Defining the right strategy, implementing supportive system capabilities, recruiting and training a workforce to collect, transform, and submit data according to specific requirements is a significant undertaking that requires careful planning and execution.
The survey does suggest that many companies are now actively working toward enterprise-wide integration of data and
IDMP-related processes. Harnessing Pistoia Alliance’s IDMP-Ontology offers them their best chance of cross-functional alignment on data ownership, standardisation, and adoption of a common data model to enable interoperability and improvement of data quality in line with FAIR data principles.
Ultimately, robust IDMP compliance lays the foundation for a more interconnected and streamlined regulatory landscape, benefiting pharmaceutical companies, regulatory authorities, and patients worldwide.

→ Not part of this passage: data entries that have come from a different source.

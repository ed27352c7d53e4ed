//! Logical board cells.

use std::fmt;

use serde::{Deserialize, Serialize};

/// A logical position on the board grid.
///
/// Cells are plain integer pairs. A cell is only guaranteed to be on the
/// board when produced by [`Cell::clamped`] or
/// [`BoardConfig::cell_at`](super::BoardConfig::cell_at).
#[derive(Clone, Copy, Debug, PartialEq, Eq, Hash, Default, Serialize, Deserialize)]
pub struct Cell {
    pub x: i32,
    pub y: i32,
}

impl Cell {
    /// Create a new cell.
    #[inline]
    #[must_use]
    pub const fn new(x: i32, y: i32) -> Self {
        Self { x, y }
    }

    /// Clamp each axis into `0..cells_per_side`.
    ///
    /// A zero-sized board clamps everything to the origin.
    #[must_use]
    pub fn clamped(self, cells_per_side: u8) -> Self {
        let max = (i32::from(cells_per_side) - 1).max(0);
        Self::new(self.x.clamp(0, max), self.y.clamp(0, max))
    }

    /// Check if the cell lies on a square board of the given side.
    #[must_use]
    pub fn in_bounds(self, cells_per_side: u8) -> bool {
        let side = i32::from(cells_per_side);
        (0..side).contains(&self.x) && (0..side).contains(&self.y)
    }

    /// Manhattan distance to another cell.
    #[must_use]
    pub fn manhattan(self, other: Self) -> u32 {
        self.x.abs_diff(other.x) + self.y.abs_diff(other.y)
    }
}

impl From<(i32, i32)> for Cell {
    fn from((x, y): (i32, i32)) -> Self {
        Self::new(x, y)
    }
}

impl fmt::Display for Cell {
    fn fmt(&self, f: &mut fmt::Formatter<'_>) -> fmt::Result {
        write!(f, "Cell({}, {})", self.x, self.y)
    }
}

#[cfg(test)]
mod tests {
    use super::*;

    #[test]
    fn test_clamped() {
        assert_eq!(Cell::new(-3, 12).clamped(8), Cell::new(0, 7));
        assert_eq!(Cell::new(4, 5).clamped(8), Cell::new(4, 5));
    }

    #[test]
    fn test_clamped_empty_board() {
        assert_eq!(Cell::new(5, -5).clamped(0), Cell::new(0, 0));
        assert!(!Cell::new(0, 0).in_bounds(0));
    }

    #[test]
    fn test_in_bounds() {
        assert!(Cell::new(0, 0).in_bounds(8));
        assert!(Cell::new(7, 7).in_bounds(8));
        assert!(!Cell::new(8, 0).in_bounds(8));
        assert!(!Cell::new(0, -1).in_bounds(8));
    }

    #[test]
    fn test_manhattan() {
        let c = Cell::new(3, 3);
        assert_eq!(c.manhattan(c), 0);
        assert_eq!(c.manhattan(Cell::new(3, 4)), 1);
        assert_eq!(c.manhattan(Cell::new(4, 4)), 2);
        assert_eq!(c.manhattan(Cell::new(0, 7)), 7);
    }
}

It is an opportunity to revolutionise how pharmaceutical data is managed and used – toward a more sustainable future for healthcare.
RESOURCES
1. The IDMP benchmark survey of 18 pharma companies was conducted in Q3 2024 by Pistoia Alliance, MAIN5, and Accurids, and supported by the IDMP-Ontology project with participants from Abbvie, Amgen, AstraZeneca, Boehringer Ingelheim, Bayer, and Novartis.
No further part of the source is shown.